Authenticate from a Non-Trusted Device

When a user requested to login from a device that they don't trust, the user will be asked to approve the login from a trusted device.

This involves 2 parts:

  • In the Non-Trusted Device: Login as usual using cotter.signInWithDevice

  • In the Trusted Device: Approve the request using cotter.checkNewSignInRequest

Step 1: Login from the Non-Trusted Device

There's no change here, you just need to login normally using cotter.signInWithDevice

Cotter cotter = new Cotter(apiKeyID: API_KEY_ID);
void login(BuildContext context) async {
  try {
    // 🚀 One-line Login
    var event = await cotter.signInWithDevice(identifier: inputController.text, context: context);
    print(event);
  } catch (e) {
    print(e);
  }
}

The SDK will detect that the request is coming from a non-trusted device, and will present a prompt like this:

The function will wait for the request to be approved, or timeout after 3 minutes.

Step 2: Approve the login request from the Trusted Device

Inside your app that is inside the Trusted Device, call the function cotter.checkNewSignInRequest . The user need to be logged-in to approve a login request.

How does my app know if this device is trusted?

Get the logged-in user, then call cotter.isThisDeviceTrusted() to check.

 Cotter cotter = new Cotter(apiKeyID: API_KEY_ID);
 
void isThisDeviceTrusted() async {
  try {
    var user = await cotter.getUser();
    var trusted = await user.isThisDeviceTrusted();
    print(trusted);
  } catch (e) {
    print(e);
  }
}

Approving the request

In the future, you can set up a push-notification to receive the login request in your app. For now, present a button in your Settings page and call user.checkNewSignInRequest .

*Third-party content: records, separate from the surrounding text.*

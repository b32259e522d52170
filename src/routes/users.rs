use axum::{Json, Router, extract::State, routing::get};

use crate::{
    dto::users::UpdateProfileRequest,
    error::AppResult,
    middleware::auth::AuthUser,
    models::User,
    response::ApiResponse,
    services::user_service,
    state::AppState,
};

pub fn router() -> Router<AppState> {
    Router::new().route("/me", get(get_me).patch(update_me))
}

#[utoipa::path(
    get,
    path = "/api/users/me",
    responses(
        (status = 200, description = "The caller's profile", body = ApiResponse<User>),
        (status = 401, description = "Unauthorized")
    ),
    security(("bearer_auth" = [])),
    tag = "Users"
)]
pub async fn get_me(
    State(state): State<AppState>,
    user: AuthUser,
) -> AppResult<Json<ApiResponse<User>>> {
    let resp = user_service::get_me(&state, &user).await?;
    Ok(Json(resp))
}

#[utoipa::path(
    patch,
    path = "/api/users/me",
    request_body = UpdateProfileRequest,
    responses(
        (status = 200, description = "Profile updated", body = ApiResponse<User>),
        (status = 400, description = "Blank field or email already registered")
    ),
    security(("bearer_auth" = [])),
    tag = "Users"
)]
pub async fn update_me(
    State(state): State<AppState>,
    user: AuthUser,
    Json(payload): Json<UpdateProfileRequest>,
) -> AppResult<Json<ApiResponse<User>>> {
    let resp = user_service::update_me(&state, &user, payload).await?;
    Ok(Json(resp))
}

void approveLogin() async {
  try {
    var user = await cotter.getUser();
    Event event = await user.checkNewSignInRequest(context: context);
    print(event);
  } catch (e) {
    print(e);
  }
}

This will present the user with a prompt asking if the user want to approve the login request.

What happens then?

If the user approved the request, you'll get back an event with {approved: true} in the non-trusted device in Step 1. The SDK will automatically store the logged-in user and access tokens in the device's secure storage.